Граев долго сидел у могильного холмика на куске бревна. Пил по глотку горькую, смотрел в гаснущее небо, пьяно жаловался на свою тоскливую долю темным ночным облакам, казавшимся тенями тех, кто живет там, наверху.

Внезапно небеса начали быстро светлеть и словно стягиваться в одну точку. Беспредельная ширь смялась в крохотный комок, и Граев очутился в комнате, залитой ярким белым и неживым светом. Комната была знакома. Он узнал больничную палату, где держали его сына. Он повернулся и увидел кровать. На ней – обнаженное, тонкое, едва ли не прозрачное тело ребенка. Его сына. Граев подошел ближе. Изо рта и носа ребенка выходили пластиковые трубки и тянулись к живым, но бездушным аппаратам, работающим день и ночь, чтобы душа его сына не оставила тело навсегда. Трубки вызывали у Граева страх. Он старался не смотреть на них. Он протянул руку и с горестным недоумением коснулся лица ребенка тыльной стороной ладони. Его сын не умер, тело хранило в себе тепло, но дыхание жизни ослабело в нем, он ушел куда-то из этого мира. Граев не понимал этого, и оттого сильнее была мука. Если бы он знал, где блуждает сейчас жизнь его ребенка...

Но вдруг ему стало еще страшнее. Губы мальчика задвигались, хотя глаза по-прежнему были закрыты, веки не дрогнули. Ребенок заговорил. Голос был звонким, как раньше, но Граев отчетливо слышал в нем недетскую глубину отчаяния. Его сын был жестоко напуган.

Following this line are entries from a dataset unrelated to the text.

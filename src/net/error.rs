//! Request failure taxonomy.
//!
//! ERROR HANDLING
//! ==============
//! - `Transport`: no response at all.
//! - `Unauthorized`: 401. The client wrapper already cleared the session;
//!   screens must not paint their own banner over the forced login.
//! - `Rejected`: any other 4xx, usually with a FastAPI `detail`.
//! - `Server`: 5xx, shown as a generic message.
//! - `Decode`: a 2xx whose body does not match the expected schema.

#[cfg(test)]
#[path = "error_test.rs"]
mod error_test;

use serde_json::Value;

/// Shown whenever the server gave no structured detail.
pub const NETWORK_ERROR_MESSAGE: &str = "Erro de conexão com o servidor";
pub const SERVER_ERROR_MESSAGE: &str = "Erro no servidor";

#[derive(Debug, Clone, PartialEq, Eq, thiserror::Error)]
pub enum ApiError {
    #[error("request failed: {0}")]
    Transport(String),

    #[error("unauthorized")]
    Unauthorized { detail: Option<String> },

    #[error("request rejected with status {status}")]
    Rejected { status: u16, detail: Option<String> },

    #[error("server error: status {status}")]
    Server { status: u16 },

    #[error("unexpected response body: {0}")]
    Decode(String),

    #[error("HTTP client build failed: {0}")]
    HttpClientBuild(String),
}

impl ApiError {
    /// Classify a non-success response.
    #[must_use]
    pub fn from_status(status: u16, body: &str) -> Self {
        match status {
            401 => Self::Unauthorized { detail: extract_detail(body) },
            500..=599 => Self::Server { status },
            _ => Self::Rejected { status, detail: extract_detail(body) },
        }
    }

    /// HTTP status when a response was received.
    #[must_use]
    pub fn status(&self) -> Option<u16> {
        match self {
            Self::Unauthorized { .. } => Some(401),
            Self::Rejected { status, .. } | Self::Server { status } => Some(*status),
            Self::Transport(_) | Self::Decode(_) | Self::HttpClientBuild(_) => None,
        }
    }

    #[must_use]
    pub fn is_unauthorized(&self) -> bool {
        matches!(self, Self::Unauthorized { .. })
    }

    /// Text for the screen's error banner: the server's detail verbatim when
    /// there is one, otherwise a generic network or server message.
    #[must_use]
    pub fn user_message(&self) -> String {
        match self {
            Self::Unauthorized { detail: Some(detail) } | Self::Rejected { detail: Some(detail), .. } => {
                detail.clone()
            }
            Self::Server { .. } => SERVER_ERROR_MESSAGE.to_owned(),
            _ => NETWORK_ERROR_MESSAGE.to_owned(),
        }
    }
}

/// Pull the human-readable detail out of an error body.
///
/// FastAPI sends `{"detail": "..."}` for handled errors and
/// `{"detail": [{"msg": "..."}, ...]}` for validation failures.
pub(crate) fn extract_detail(body: &str) -> Option<String> {
    let value: Value = serde_json::from_str(body).ok()?;
    let detail = match value.get("detail") {
        Some(Value::String(text)) => Some(text.clone()),
        Some(Value::Array(items)) => {
            let messages: Vec<&str> =
                items.iter().filter_map(|item| item.get("msg").and_then(Value::as_str)).collect();
            (!messages.is_empty()).then(|| messages.join("; "))
        }
        _ => None,
    };
    detail
        .or_else(|| value.get("message").and_then(Value::as_str).map(str::to_owned))
        .filter(|text| !text.trim().is_empty())
}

– Папа, папочка, – кричал Василь. Граев воочию представил, как ребенок безуспешно силится преодолеть сопротивление неподвижного, непослушного тела. Точно в кошмарном сне. – Папочка, я боюсь, там охотники, они убьют меня и тебя, папа! Они идут за нами, они страшные, папочка, спаси нас, пожалуйста...

Граев рухнул на колени возле кровати и зарыдал. Он ничем не мог помочь своему сыну, которого преследовали какие-то дикие псы. Какая-то нелюдь призрачного, кошмарного мира.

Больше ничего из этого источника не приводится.